About this exercise.
Go through the entries below from the first line and output each one exactly, up to and including the line with "mod candidates;".

··· Dataset

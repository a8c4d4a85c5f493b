pub mod config;
pub mod error;
pub mod hiring;
pub mod telemetry;
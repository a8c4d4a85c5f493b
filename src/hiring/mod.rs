//! Applicant-tracking domain: postings, candidates, applications, and
//! interviews, plus the pipeline-board projection over application status.
//!
//! Layering mirrors the request path: `domain` types flow through the
//! storage traits in `repository` (with an in-memory backend in `memory`),
//! the per-concern service impls, and out through `router`.

mod candidates;
mod dashboard;
pub mod demo;
pub mod domain;
mod interviews;
mod jobs;
pub mod memory;
pub mod pipeline;
pub mod repository;
pub mod router;
mod service;
mod users;
pub mod views;

#[cfg(test)]
mod tests;

pub use candidates::{
    ApplyRequest, CandidateProfileRequest, CreateCandidateRequest, UpdateCandidateRequest,
};
pub use domain::{
    ApplicationDocument, ApplicationId, ApplicationStatus, Education, Experience, Interview,
    InterviewId, InterviewStatus, InterviewType, Job, JobApplication, JobId, JobStatus, Profile,
    User, UserId, UserRole,
};
pub use interviews::{CreateInterviewRequest, UpdateInterviewRequest};
pub use jobs::{AttachDocumentRequest, CreateJobRequest, UpdateJobRequest};
pub use memory::InMemoryStore;
pub use pipeline::{PipelineBoard, PipelineCard, PipelineColumn, PipelineStage};
pub use repository::{HiringStore, RepositoryError};
pub use router::hiring_router;
pub use service::{HiringError, HiringService};
pub use users::{ProfileRequest, RegisterUserRequest};
pub use views::{
    ApplicationView, CandidateInterviewsView, CandidateView, DashboardStats, InterviewDetailView,
    InterviewView, JobPage, UserPage, UserSummary,
};
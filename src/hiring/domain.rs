use chrono::{DateTime, NaiveDate, Utc};
use serde::{Deserialize, Serialize};

/// Identifier wrapper for user records (candidates and employers alike).
#[derive(Debug, Clone, Default, PartialEq, Eq, Hash, PartialOrd, Ord, Serialize, Deserialize)]
pub struct UserId(pub String);

/// Identifier wrapper for job postings.
#[derive(Debug, Clone, Default, PartialEq, Eq, Hash, PartialOrd, Ord, Serialize, Deserialize)]
pub struct JobId(pub String);

/// Identifier wrapper for job applications.
#[derive(Debug, Clone, Default, PartialEq, Eq, Hash, PartialOrd, Ord, Serialize, Deserialize)]
pub struct ApplicationId(pub String);

/// Identifier wrapper for scheduled interviews.
#[derive(Debug, Clone, Default, PartialEq, Eq, Hash, PartialOrd, Ord, Serialize, Deserialize)]
pub struct InterviewId(pub String);

/// Role discriminant on a user record. Candidate and employer lookups filter
/// on this field rather than a separate table per role.
#[derive(Debug, Clone, Copy, PartialEq, Eq, Serialize, Deserialize)]
#[serde(rename_all = "SCREAMING_SNAKE_CASE")]
pub enum UserRole {
    Candidate,
    Employer,
}

impl UserRole {
    pub const fn label(self) -> &'static str {
        match self {
            UserRole::Candidate => "CANDIDATE",
            UserRole::Employer => "EMPLOYER",
        }
    }
}

/// Identity record for anyone in the system.
#[derive(Debug, Clone, PartialEq, Eq, Serialize, Deserialize)]
pub struct User {
    pub id: UserId,
    pub name: String,
    pub email: String,
    pub role: UserRole,
    pub avatar: Option<String>,
    pub initials: String,
    pub is_active: bool,
    pub created_at: DateTime<Utc>,
    pub updated_at: DateTime<Utc>,
}

impl User {
    /// First two characters of the display name, uppercased.
    pub fn initials_for(name: &str) -> String {
        name.chars().take(2).collect::<String>().to_uppercase()
    }
}

/// 1:1 companion record to a user holding free-form career data.
#[derive(Debug, Clone, Default, PartialEq, Eq, Serialize, Deserialize)]
pub struct Profile {
    pub user_id: UserId,
    pub bio: Option<String>,
    pub location: Option<String>,
    pub skills: Vec<String>,
    #[serde(default)]
    pub education: Vec<Education>,
    #[serde(default)]
    pub experience: Vec<Experience>,
}

#[derive(Debug, Clone, PartialEq, Eq, Serialize, Deserialize)]
pub struct Education {
    pub institution: String,
    pub degree: String,
    pub start_date: NaiveDate,
    pub end_date: Option<NaiveDate>,
}

#[derive(Debug, Clone, PartialEq, Eq, Serialize, Deserialize)]
pub struct Experience {
    pub company: String,
    pub position: String,
    pub start_date: NaiveDate,
    pub end_date: Option<NaiveDate>,
    pub description: Option<String>,
}

/// Lifecycle of a job posting. Transitions are free-form; any status may be
/// written over any other.
#[derive(Debug, Clone, Copy, PartialEq, Eq, Serialize, Deserialize)]
#[serde(rename_all = "SCREAMING_SNAKE_CASE")]
pub enum JobStatus {
    Open,
    Closed,
    InProgress,
    Filled,
    Cancelled,
}

impl JobStatus {
    pub const fn label(self) -> &'static str {
        match self {
            JobStatus::Open => "OPEN",
            JobStatus::Closed => "CLOSED",
            JobStatus::InProgress => "IN_PROGRESS",
            JobStatus::Filled => "FILLED",
            JobStatus::Cancelled => "CANCELLED",
        }
    }
}

impl Default for JobStatus {
    fn default() -> Self {
        JobStatus::Open
    }
}

/// A posting owned by an employer user.
///
/// `job_overview` and `responsibilities` are never null: blank entries are
/// stripped before persistence and an absent list normalizes to empty.
#[derive(Debug, Clone, PartialEq, Eq, Serialize, Deserialize)]
pub struct Job {
    pub id: JobId,
    pub user_id: UserId,
    pub title: String,
    pub description: String,
    pub company: String,
    pub location: String,
    pub salary: Option<u32>,
    pub department: String,
    pub team: String,
    pub hiring_manager: String,
    pub status: JobStatus,
    pub job_overview: Vec<String>,
    pub responsibilities: Vec<String>,
    pub created_at: DateTime<Utc>,
    pub updated_at: DateTime<Utc>,
}

/// Canonical status of a candidate's application to one job.
///
/// This is the single authority for pipeline position; the Kanban stage is a
/// pure projection of it (see [`crate::hiring::pipeline::PipelineStage`]).
#[derive(Debug, Clone, Copy, PartialEq, Eq, Hash, Serialize, Deserialize)]
#[serde(rename_all = "SCREAMING_SNAKE_CASE")]
pub enum ApplicationStatus {
    Applied,
    Screening,
    Interviewed,
    Assessment,
    Offered,
    Rejected,
}

impl ApplicationStatus {
    pub const fn label(self) -> &'static str {
        match self {
            ApplicationStatus::Applied => "APPLIED",
            ApplicationStatus::Screening => "SCREENING",
            ApplicationStatus::Interviewed => "INTERVIEWED",
            ApplicationStatus::Assessment => "ASSESSMENT",
            ApplicationStatus::Offered => "OFFERED",
            ApplicationStatus::Rejected => "REJECTED",
        }
    }

    pub const fn ordered() -> [ApplicationStatus; 6] {
        [
            ApplicationStatus::Applied,
            ApplicationStatus::Screening,
            ApplicationStatus::Interviewed,
            ApplicationStatus::Assessment,
            ApplicationStatus::Offered,
            ApplicationStatus::Rejected,
        ]
    }

    /// The transition table is explicit but fully permissive: recruiters may
    /// move an application to any stage, including backwards
    /// (`OFFERED -> APPLIED` is accepted).
    pub const fn allows_transition_to(self, _next: ApplicationStatus) -> bool {
        true
    }
}

/// Link between one candidate and one job posting.
#[derive(Debug, Clone, PartialEq, Eq, Serialize, Deserialize)]
pub struct JobApplication {
    pub id: ApplicationId,
    pub job_id: JobId,
    pub user_id: UserId,
    pub status: ApplicationStatus,
    pub tags: Vec<String>,
    pub created_at: DateTime<Utc>,
    pub updated_at: DateTime<Utc>,
}

#[derive(Debug, Clone, Copy, PartialEq, Eq, Serialize, Deserialize)]
#[serde(rename_all = "SCREAMING_SNAKE_CASE")]
pub enum InterviewType {
    Technical,
    HrScreening,
    FinalInterview,
    PortfolioReview,
}

impl InterviewType {
    pub const fn label(self) -> &'static str {
        match self {
            InterviewType::Technical => "TECHNICAL",
            InterviewType::HrScreening => "HR_SCREENING",
            InterviewType::FinalInterview => "FINAL_INTERVIEW",
            InterviewType::PortfolioReview => "PORTFOLIO_REVIEW",
        }
    }
}

#[derive(Debug, Clone, Copy, PartialEq, Eq, Serialize, Deserialize)]
#[serde(rename_all = "SCREAMING_SNAKE_CASE")]
pub enum InterviewStatus {
    Upcoming,
    Completed,
    Cancelled,
    Rescheduled,
}

impl InterviewStatus {
    pub const fn label(self) -> &'static str {
        match self {
            InterviewStatus::Upcoming => "UPCOMING",
            InterviewStatus::Completed => "COMPLETED",
            InterviewStatus::Cancelled => "CANCELLED",
            InterviewStatus::Rescheduled => "RESCHEDULED",
        }
    }
}

/// A scheduled conversation with a candidate, optionally tied to one of that
/// candidate's applications.
///
/// `interviewers` holds plain display names, not references to user records.
/// That is a deliberate modeling choice carried over from the product: the
/// list is a name tag, not an ownership relation.
#[derive(Debug, Clone, PartialEq, Serialize, Deserialize)]
pub struct Interview {
    pub id: InterviewId,
    pub candidate_id: UserId,
    pub job_application_id: Option<ApplicationId>,
    pub interview_type: InterviewType,
    pub status: InterviewStatus,
    pub scheduled_date: DateTime<Utc>,
    pub duration: Option<u32>,
    pub interviewers: Vec<String>,
    pub notes: Option<String>,
    pub rating: Option<f32>,
    pub created_at: DateTime<Utc>,
    pub updated_at: DateTime<Utc>,
}

/// Inclusive bounds accepted by the interview rating endpoint.
pub const RATING_MIN: f32 = 0.0;
pub const RATING_MAX: f32 = 5.0;

/// File metadata attached to a job posting. Purely descriptive.
#[derive(Debug, Clone, PartialEq, Eq, Serialize, Deserialize)]
pub struct ApplicationDocument {
    pub job_id: JobId,
    pub name: String,
    pub file_type: String,
    pub file_url: String,
    pub uploaded_by: String,
    pub description: Option<String>,
}

/// Strip blank entries from a caller-supplied string list, preserving order.
pub fn normalize_string_list(values: Vec<String>) -> Vec<String> {
    values
        .into_iter()
        .map(|value| value.trim().to_string())
        .filter(|value| !value.is_empty())
        .collect()
}
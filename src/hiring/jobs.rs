//! Job posting CRUD and attached document metadata.

use chrono::Utc;
use serde::Deserialize;

use super::domain::{
    normalize_string_list, ApplicationDocument, Job, JobId, JobStatus, UserId,
};
use super::repository::HiringStore;
use super::service::{next_job_id, HiringError, HiringService};
use super::views::{JobListEntry, JobPage, UserSummary};

#[derive(Debug, Clone, Deserialize)]
pub struct CreateJobRequest {
    pub title: String,
    pub description: String,
    pub company: String,
    pub location: String,
    pub user_id: UserId,
    #[serde(default)]
    pub salary: Option<u32>,
    #[serde(default)]
    pub status: Option<JobStatus>,
    #[serde(default)]
    pub department: Option<String>,
    #[serde(default)]
    pub team: Option<String>,
    #[serde(default)]
    pub hiring_manager: Option<String>,
    #[serde(default)]
    pub job_overview: Option<Vec<String>>,
    #[serde(default)]
    pub responsibilities: Option<Vec<String>>,
}

#[derive(Debug, Clone, Default, Deserialize)]
pub struct UpdateJobRequest {
    #[serde(default)]
    pub title: Option<String>,
    #[serde(default)]
    pub description: Option<String>,
    #[serde(default)]
    pub company: Option<String>,
    #[serde(default)]
    pub location: Option<String>,
    #[serde(default)]
    pub salary: Option<u32>,
    #[serde(default)]
    pub status: Option<JobStatus>,
    #[serde(default)]
    pub department: Option<String>,
    #[serde(default)]
    pub team: Option<String>,
    #[serde(default)]
    pub hiring_manager: Option<String>,
    #[serde(default)]
    pub job_overview: Option<Vec<String>>,
    #[serde(default)]
    pub responsibilities: Option<Vec<String>>,
}

#[derive(Debug, Clone, Deserialize)]
pub struct AttachDocumentRequest {
    pub name: String,
    pub file_type: String,
    pub file_url: String,
    pub uploaded_by: String,
    #[serde(default)]
    pub description: Option<String>,
}

impl<S> HiringService<S>
where
    S: HiringStore + 'static,
{
    pub fn create_job(&self, request: CreateJobRequest) -> Result<Job, HiringError> {
        if request.title.trim().is_empty() || request.description.trim().is_empty() {
            return Err(HiringError::invalid("Title and description are required"));
        }

        let now = Utc::now();
        let job = Job {
            id: next_job_id(),
            user_id: request.user_id,
            title: request.title,
            description: request.description,
            company: request.company,
            location: request.location,
            salary: request.salary,
            department: request.department.unwrap_or_else(|| "Unspecified".to_string()),
            team: request.team.unwrap_or_else(|| "General".to_string()),
            hiring_manager: request
                .hiring_manager
                .unwrap_or_else(|| "Unassigned".to_string()),
            status: request.status.unwrap_or_default(),
            job_overview: normalize_string_list(request.job_overview.unwrap_or_default()),
            responsibilities: normalize_string_list(request.responsibilities.unwrap_or_default()),
            created_at: now,
            updated_at: now,
        };

        Ok(self.store().insert_job(job)?)
    }

    /// Full-record update. Title and description stay required; absent
    /// optional fields fall back to the posting's defaults rather than
    /// clearing, and the list fields re-normalize on every write.
    pub fn update_job(&self, id: &JobId, request: UpdateJobRequest) -> Result<Job, HiringError> {
        let existing = self.job_record(id)?;

        let title = request.title.unwrap_or(existing.title);
        let description = request.description.unwrap_or(existing.description);
        if title.trim().is_empty() || description.trim().is_empty() {
            return Err(HiringError::invalid("Title and description are required"));
        }

        let job = Job {
            id: existing.id,
            user_id: existing.user_id,
            title,
            description,
            company: request.company.unwrap_or(existing.company),
            location: request.location.unwrap_or(existing.location),
            salary: request.salary.or(existing.salary),
            department: request.department.unwrap_or(existing.department),
            team: request.team.unwrap_or(existing.team),
            hiring_manager: request.hiring_manager.unwrap_or(existing.hiring_manager),
            status: request.status.unwrap_or(existing.status),
            job_overview: request
                .job_overview
                .map(normalize_string_list)
                .unwrap_or(existing.job_overview),
            responsibilities: request
                .responsibilities
                .map(normalize_string_list)
                .unwrap_or(existing.responsibilities),
            created_at: existing.created_at,
            updated_at: Utc::now(),
        };

        self.store().update_job(job.clone())?;
        Ok(job)
    }

    /// Delete a posting. Applications for the job and their interviews go
    /// with it, mirroring the cascading delete in the schema.
    pub fn delete_job(&self, id: &JobId) -> Result<(), HiringError> {
        self.job_record(id)?;
        let removed = self.store().delete_applications_for_job(id)?;
        self.store().delete_interviews_for_applications(&removed)?;
        self.store().delete_job(id)?;
        Ok(())
    }

    pub fn get_job(&self, id: &JobId) -> Result<Job, HiringError> {
        self.job_record(id)
    }

    pub fn list_jobs(&self, page: usize, limit: usize) -> Result<JobPage, HiringError> {
        let page = page.max(1);
        let limit = limit.max(1);
        let (jobs, total) = self.store().list_jobs((page - 1) * limit, limit)?;

        let mut entries = Vec::with_capacity(jobs.len());
        for job in &jobs {
            let application_count = self.store().list_applications_for_job(&job.id)?.len();
            let posted_by = self
                .store()
                .fetch_user(&job.user_id)?
                .map(|user| UserSummary::from_user(&user));
            entries.push(JobListEntry {
                id: job.id.clone(),
                title: job.title.clone(),
                company: job.company.clone(),
                location: job.location.clone(),
                department: job.department.clone(),
                status: job.status,
                application_count,
                posted_by,
            });
        }

        Ok(JobPage {
            jobs: entries,
            total,
            page,
            total_pages: total.div_ceil(limit),
        })
    }

    pub fn attach_document(
        &self,
        job_id: &JobId,
        request: AttachDocumentRequest,
    ) -> Result<ApplicationDocument, HiringError> {
        self.job_record(job_id)?;
        Ok(self.store().insert_document(ApplicationDocument {
            job_id: job_id.clone(),
            name: request.name,
            file_type: request.file_type,
            file_url: request.file_url,
            uploaded_by: request.uploaded_by,
            description: request.description,
        })?)
    }

    pub fn job_documents(&self, job_id: &JobId) -> Result<Vec<ApplicationDocument>, HiringError> {
        self.job_record(job_id)?;
        Ok(self.store().list_documents_for_job(job_id)?)
    }

    fn job_record(&self, id: &JobId) -> Result<Job, HiringError> {
        self.store()
            .fetch_job(id)?
            .ok_or_else(|| HiringError::not_found("Job not found"))
    }
}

······

The completed task.
repository a8c4d4a85c5f493b
pub mod config;
pub mod error;
pub mod hiring;
pub mod telemetry;
repository a8c4d4a85c5f493b
filename src/hiring/mod.rs
//! Applicant-tracking domain: postings, candidates, applications, and
//! interviews, plus the pipeline-board projection over application status.
//!
//! Layering mirrors the request path: `domain` types flow through the
//! storage traits in `repository` (with an in-memory backend in `memory`),
//! the per-concern service impls, and out through `router`.

mod candidates;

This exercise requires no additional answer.